Ross, in his article on the topic, warned BigSolos about having to play multiple roles in the management of the firm. He said you have to be “a

* Rainmaker
* Firm Administrator
* Office Supply Manager
* HR Manager
* Facilities and Leasehold Manager
* Public Relations and Marketing department
* Webmaster/Blawgmaster/Twitterer
* CLE Compliance Administrator
* IT Manager or IT Liaison with Outside IT Personnel.

Oh yes, and one more, if in fact there’s time:

*Lawyer.”

I agree, and that may not be very appealing to folks coming from a big firm where they’re used to someone else taking responsibility for those duties. The same can be said for “MediumSolos” and “SmallSolos”. Wearing all those hats will wear you out.

Being a solo isn’t for everybody. It’s tough. I get the sense that many lawyers, having never been solos, romanticize the idea of being in control of their schedules, earning all the money and calling all the shots. Solo practice may not, however, live up to that romantic vision.

Lots of lawyers don’t fully appreciate the reality of solo practice until after they’ve given it a try. It’s a lot like the process people go through before having children. They think about it, they discuss and it and they think they understand what it’s going to be like. I thought I knew what I was in for. I didn’t – not even close. You just can’t fully appreciate parenting until you have the baby and you can’t fully appreciate a solo practice until you live it.

Aside from wearing 15 different hats, what else is tough? Well, for starters you have very little control over your time. Clients control your time, opposing counsel controls your time, the courts control your time, and unexpected events with employees control your time. You get to take up the slack. You don’t get to control your time.

Next? Your income is unnervingly vulnerable. Clients fail to pay. Judges don’t always award the attorney fees requested.
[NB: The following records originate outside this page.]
//! Authoritative shape sequence for one room.
//!
//! DESIGN
//! ======
//! `RoomState` is the server's copy of a board: an ordered sequence with
//! unique ids. It has no notion of who sent a change or in what order clients
//! saw it; the relay applies mutations in arrival order and the last one
//! applied wins. Adds never replace, updates never create, deletes of unknown
//! ids do nothing. A clear empties the sequence.

use frames::{Batch, Mutation, Shape, ShapeId, ShapeList, ShapePatch};
use tracing::debug;

pub struct RoomState {
    board_id: String,
    shapes: ShapeList,
}

impl RoomState {
    #[must_use]
    pub fn new(board_id: impl Into<String>) -> Self {
        Self { board_id: board_id.into(), shapes: ShapeList::new() }
    }

    #[must_use]
    pub fn board_id(&self) -> &str {
        &self.board_id
    }

    #[must_use]
    pub fn len(&self) -> usize {
        self.shapes.len()
    }

    /// Append shapes whose ids are new to the room. Returns how many landed.
    pub fn apply_add(&mut self, batch: &Batch<Shape>) -> usize {
        let added = self.shapes.add_all(batch.as_slice().iter().cloned());
        let skipped = batch.as_slice().len() - added;
        if skipped > 0 {
            debug!(board_id = %self.board_id, skipped, "room: add skipped existing ids");
        }
        added
    }

    /// Remove every listed id that exists. Returns how many were removed.
    pub fn apply_delete(&mut self, ids: &[ShapeId]) -> usize {
        self.shapes.delete(ids)
    }

    /// Merge each patch into the shape with its id, keeping position.
    pub fn apply_bulk_update(&mut self, patches: &[ShapePatch]) -> usize {
        self.shapes.update_all(patches)
    }

    /// Replace one in-progress shape in place. Never creates.
    pub fn apply_preview(&mut self, patch: &ShapePatch) -> bool {
        self.shapes.update(patch)
    }

    /// Empty the board. Returns how many shapes were removed.
    pub fn apply_clear(&mut self) -> usize {
        let removed = self.shapes.clear();
        if removed > 0 {
            debug!(board_id = %self.board_id, removed, "room: board cleared");
        }
        removed
    }

    /// Apply one mutation; returns the number of shapes it touched.
    pub fn apply(&mut self, mutation: &Mutation) -> usize {
        match mutation {
            Mutation::Add(batch) => self.apply_add(batch),
            Mutation::Update(Batch::Single(patch)) => usize::from(self.apply_preview(patch)),
            Mutation::Update(Batch::Bulk(patches)) => self.apply_bulk_update(patches),
            Mutation::Delete(ids) => self.apply_delete(ids),
            Mutation::Clear => self.apply_clear(),
        }
    }

    /// Full ordered sequence.
    #[must_use]
    pub fn snapshot(&self) -> Vec<Shape> {
        self.shapes.to_vec()
    }
}

#[cfg(test)]
#[path = "room_test.rs"]
mod tests;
Clients don’t always come through the door like you might like. Wild swings in income are the norm, not the exception.

What else? You’ll be distracted, constantly, by small problems. You’ll find yourself making decisions about automatic door closers (crazy, I know). You’ll end up running to Best Buy to replace the kitchenette microwave. You’ll meet with the banker about accepting credit cards. Of course someone else could do these things, but it won’t always happen that way. You’ll end up dealing with many things you shouldn’t have to deal with. It’s just the way it is.

Finally, you’ll lose prestige (which isn’t justified in my opinion). Being a solo, in the universe we live and work in, carries less status than being with a larger firm. You’ll meet someone. They’ll ask what you do. You’ll tell them you’re a lawyer and they’ll promptly ask you where your office is and how many lawyers you have in your firm. Why? I don’t know. Again, that’s just the way it is. You’ll have to say “just one” and you’ll get that look – the same look you get from the hostess when you go to the restaurant alone. Maybe, given the recent layoffs in big firms, that “look” won’t stick around much longer.

Being a solo is great and terrible: lots of pluses, lots of minuses. It may well be for you. It wasn’t for me (I survived about six months). The key is thinking through as much of it as you possibly can before you make the leap.